One reason: both Windows and OS X use filename extensions to identify documents. (“Letter to the Editor.doc,” for example, is a Microsoft Word document on either operating system.) Common suffixes include these:

Kind of document

Suffix

Example

Microsoft Word

.doc, .docx

Letter to Mom.doc

text

.txt

Database Export.txt

Rich Text Format

.rtf

Senior Thesis.rtf

Excel

.xls, .xlsx

Profit Projection.xls

PowerPoint

.ppt, .pptx

Slide Show.ppt

FileMaker Pro

.fp5, .fp6, .fp7…

Recipe file.fp7

JPEG photo

.jpg, .jpeg

Baby Portrait.jpg

GIF graphic

.gif

Logo.gif

PNG graphic

.png

Dried fish.png

Web page

.htm, .html

Index.htm

NOTE

Recent versions of Microsoft Office for Mac and Windows offer a more compact file format ending with the letter x. For example, Word files are .docx, Excel files are .xlsx, and so on. The older, more widely compatible format doesn’t have the x (.doc, .xls, and so on).

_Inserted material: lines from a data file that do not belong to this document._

//! Demo objects and tasks a served node offers.
//!
//! - `echo`: returns its captures as a list.
//! - `counter.new`: adopts a fresh `Counter` and returns a reference to it.
//! - `counter.add`: adds to a captured counter, wherever it lives.

use std::sync::atomic::AtomicI64;
use std::sync::atomic::Ordering;

use tether::args;
use tether::Capability;
use tether::Communicator;
use tether::InvokeError;
use tether::RemoteObject;
use tether::Value;

pub struct Counter {
    value: AtomicI64,
}

impl Counter {
    pub fn new() -> Self {
        Self { value: AtomicI64::new(0) }
    }
}

#[async_trait::async_trait]
impl RemoteObject for Counter {
    fn interface(&self) -> &str {
        "Counter"
    }

    async fn invoke(&self, _ctx: &Communicator, selector: &str, args: Vec<Value>) -> Result<Value, InvokeError> {
        match selector {
            "increment" => {
                args::expect_len(&args, 0)?;
                Ok(Value::Int(self.value.fetch_add(1, Ordering::SeqCst) + 1))
            }
            "add" => {
                args::expect_len(&args, 1)?;
                let n = args::expect_int(&args, 0)?;
                Ok(Value::Int(self.value.fetch_add(n, Ordering::SeqCst) + n))
            }
            "get" => Ok(Value::Int(self.value.load(Ordering::SeqCst))),
            other => Err(InvokeError::NoSuchMethod(other.into())),
        }
    }
}

/// Registers the demo tasks and record types on `node`.
pub fn install(node: &Communicator) -> tether::Result<()> {
    node.catalog()
        .declare("Point", Capability::Copiable)
        .map_err(|e| tether::Error::new("declaring demo types", tether::error::Cause::Catalog(e)))?;

    node.register_task("echo", |_ctx, captures| async move { Ok(Value::List(captures)) });

    node.register_task("counter.new", |ctx, _captures| async move {
        let counter = ctx.adopt(Counter::new())?;
        Ok(Value::Object(counter))
    });

    node.register_task("counter.add", |_ctx, captures| async move {
        args::expect_len(&captures, 2)?;
        let counter = args::expect_object(&captures, 0)?;
        let n = args::expect_int(&captures, 1)?;
        Ok(counter.invoke("add", vec![Value::Int(n)]).await?)
    });
    Ok(())
}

The beauty of OS X is that most Mac programs add these file name suffixes automatically and invisibly—and recognize such suffixes from Windows with equal ease. You and your Windows comrades can freely exchange documents without ever worrying about this former snag in the Macintosh/Windows relationship. (You may, however, encounter snags in the form of documents made by Windows programs that don’t exist on the Mac, such as Microsoft Access. Chapter 7 tackles these special cases one by one.